# THE DATA
:::

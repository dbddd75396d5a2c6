/// Launcher instruction set
///
/// The lowered form of the synthesized launcher logic. Each routine in an
/// image is a flat sequence of these instructions; a launcher host executes
/// them in order. Protected regions are delimited by `EnterProtected` /
/// `CatchAll` / `LeaveProtected` markers rather than nested structure.

use serde::{Deserialize, Serialize};

/// A runtime-option value passed through to the scripting runtime.
#[derive(Debug, Clone, PartialEq, Eq, Serialize, Deserialize)]
pub enum OptionValue {
    Int(i32),
    Bool(bool),
}

/// Button set for a failure dialog.
#[derive(Debug, Clone, Copy, PartialEq, Eq, Serialize, Deserialize)]
pub enum DialogButton {
    Ok,
}

/// Icon for a failure dialog.
#[derive(Debug, Clone, Copy, PartialEq, Eq, Serialize, Deserialize)]
pub enum DialogIcon {
    Error,
}

#[derive(Debug, Clone, PartialEq, Serialize, Deserialize)]
pub enum Instr {
    /// Build the runtime-option table, preserving entry order.
    PushOptions { entries: Vec<(String, OptionValue)> },

    /// Begin the protected region around module load and runtime startup.
    EnterProtected,
    /// Begin the handler; runs only when the protected body failed.
    CatchAll,
    /// End the protected region.
    LeaveProtected,

    /// Remember the current working directory.
    SaveWorkingDir,
    /// Compute the absolute path of `file_name` next to the running binary.
    ResolveSiblingPath { file_name: String },
    /// Restore the working directory saved by `SaveWorkingDir`.
    RestoreWorkingDir,
    /// Load the module from the previously resolved absolute path.
    LoadModuleFromPath,
    /// Load the module from the named resource of the running binary.
    LoadModuleFromResource { name: String },

    /// Start the scripting runtime against the loaded module and capture its
    /// return value as the exit code.
    InvokeRuntime {
        main_module: String,
        honor_environment: bool,
        with_options: bool,
    },

    /// Write the rendered failure message to standard output.
    WriteConsole { template: String },
    /// Show the rendered failure message in a modal dialog; the result is
    /// discarded.
    ShowDialog {
        template: String,
        title: String,
        button: DialogButton,
        icon: DialogIcon,
    },
    /// Overwrite the captured exit code.
    SetExitCode { code: i32 },
    /// Return the captured exit code from the entry point.
    ReturnExitCode,

    /// Resolver routine: reference the running binary's image.
    LoadEntryImage,
    /// Resolver routine: build `prefix` + the simple name of the requested
    /// module identifier.
    ResourceNameFromRequest { prefix: String },
    /// Resolver routine: open the resource stream under the built name.
    OpenResourceStream,
    /// Resolver routine: read the whole stream into a buffer sized to the
    /// stream length, looping until every byte has been read.
    ReadStreamExact,
    /// Resolver routine: load the module from the in-memory buffer.
    LoadModuleFromBuffer,
    /// Resolver routine: return the loaded module to the host runtime.
    ReturnModule,

    /// Static initializer: register the resolver routine with the host
    /// runtime's module-resolution event.
    RegisterResolver,
}

/// Render a failure message the way the launcher does at run time: the
/// `{0}` placeholder in the template is replaced by the failure description.
pub fn render_message(template: &str, detail: &str) -> String {
    template.replace("{0}", detail)
}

:::

# TASK TO CARRY OUT
Provide an exact transcription of every entry above.

# TASK ANSWER
repository dbddd75396d5a2c6
/// Launcher instruction set
///
/// The lowered form of the synthesized launcher logic. Each routine in an
/// image is a flat sequence of these instructions; a launcher host executes
/// them in order. Protected regions are delimited by `EnterProtected` /
/// `CatchAll` / `LeaveProtected` markers rather than nested structure.

use serde::{Deserialize, Serialize};

/// A runtime-option value passed through to the scripting runtime.
#[derive(Debug, Clone, PartialEq, Eq, Serialize, Deserialize)]
pub enum OptionValue {
    Int(i32),
    Bool(bool),
}

/// Button set for a failure dialog.
#[derive(Debug, Clone, Copy, PartialEq, Eq, Serialize, Deserialize)]
pub enum DialogButton {
    Ok,
}

/// Icon for a failure dialog.
#[derive(Debug, Clone, Copy, PartialEq, Eq, Serialize, Deserialize)]
pub enum DialogIcon {
    Error,
}

#[derive(Debug, Clone, PartialEq, Serialize, Deserialize)]
pub enum Instr {
    /// Build the runtime-option table, preserving entry order.
    PushOptions { entries: Vec<(String, OptionValue)> },

    /// Begin the protected region around module load and runtime startup.
    EnterProtected,
    /// Begin the handler; runs only when the protected body failed.
    CatchAll,
    /// End the protected region.
    LeaveProtected,

    /// Remember the current working directory.
    SaveWorkingDir,
    /// Compute the absolute path of `file_name` next to the running binary.
    ResolveSiblingPath { file_name: String },
    /// Restore the working directory saved by `SaveWorkingDir`.
    RestoreWorkingDir,
    /// Load the module from the previously resolved absolute path.
    LoadModuleFromPath,
    /// Load the module from the named resource of the running binary.
    LoadModuleFromResource { name: String },

    /// Start the scripting runtime against the loaded module and capture its
    /// return value as the exit code.
    InvokeRuntime {
        main_module: String,
        honor_environment: bool,
        with_options: bool,
    },

    /// Write the rendered failure message to standard output.
    WriteConsole { template: String },
    /// Show the rendered failure message in a modal dialog; the result is
    /// discarded.
    ShowDialog {
        template: String,
        title: String,
        button: DialogButton,
        icon: DialogIcon,
    },
    /// Overwrite the captured exit code.
    SetExitCode { code: i32 },
    /// Return the captured exit code from the entry point.
    ReturnExitCode,

    /// Resolver routine: reference the running binary's image.
    LoadEntryImage,
    /// Resolver routine: build `prefix` + the simple name of the requested
    /// module identifier.
    ResourceNameFromRequest { prefix: String },
    /// Resolver routine: open the resource stream under the built name.
    OpenResourceStream,
    /// Resolver routine: read the whole stream into a buffer sized to the
    /// stream length, looping until every byte has been read.
    ReadStreamExact,
    /// Resolver routine: load the module from the in-memory buffer.
    LoadModuleFromBuffer,
    /// Resolver routine: return the loaded module to the host runtime.
    ReturnModule,

    /// Static initializer: register the resolver routine with the host
    /// runtime's module-resolution event.
    RegisterResolver,
}

/// Render a failure message the way the launcher does at run time: the
/// `{0}` placeholder in the template is replaced by the failure description.
pub fn render_message(template: &str, detail: &str) -> String {
    template.replace("{0}", detail)
}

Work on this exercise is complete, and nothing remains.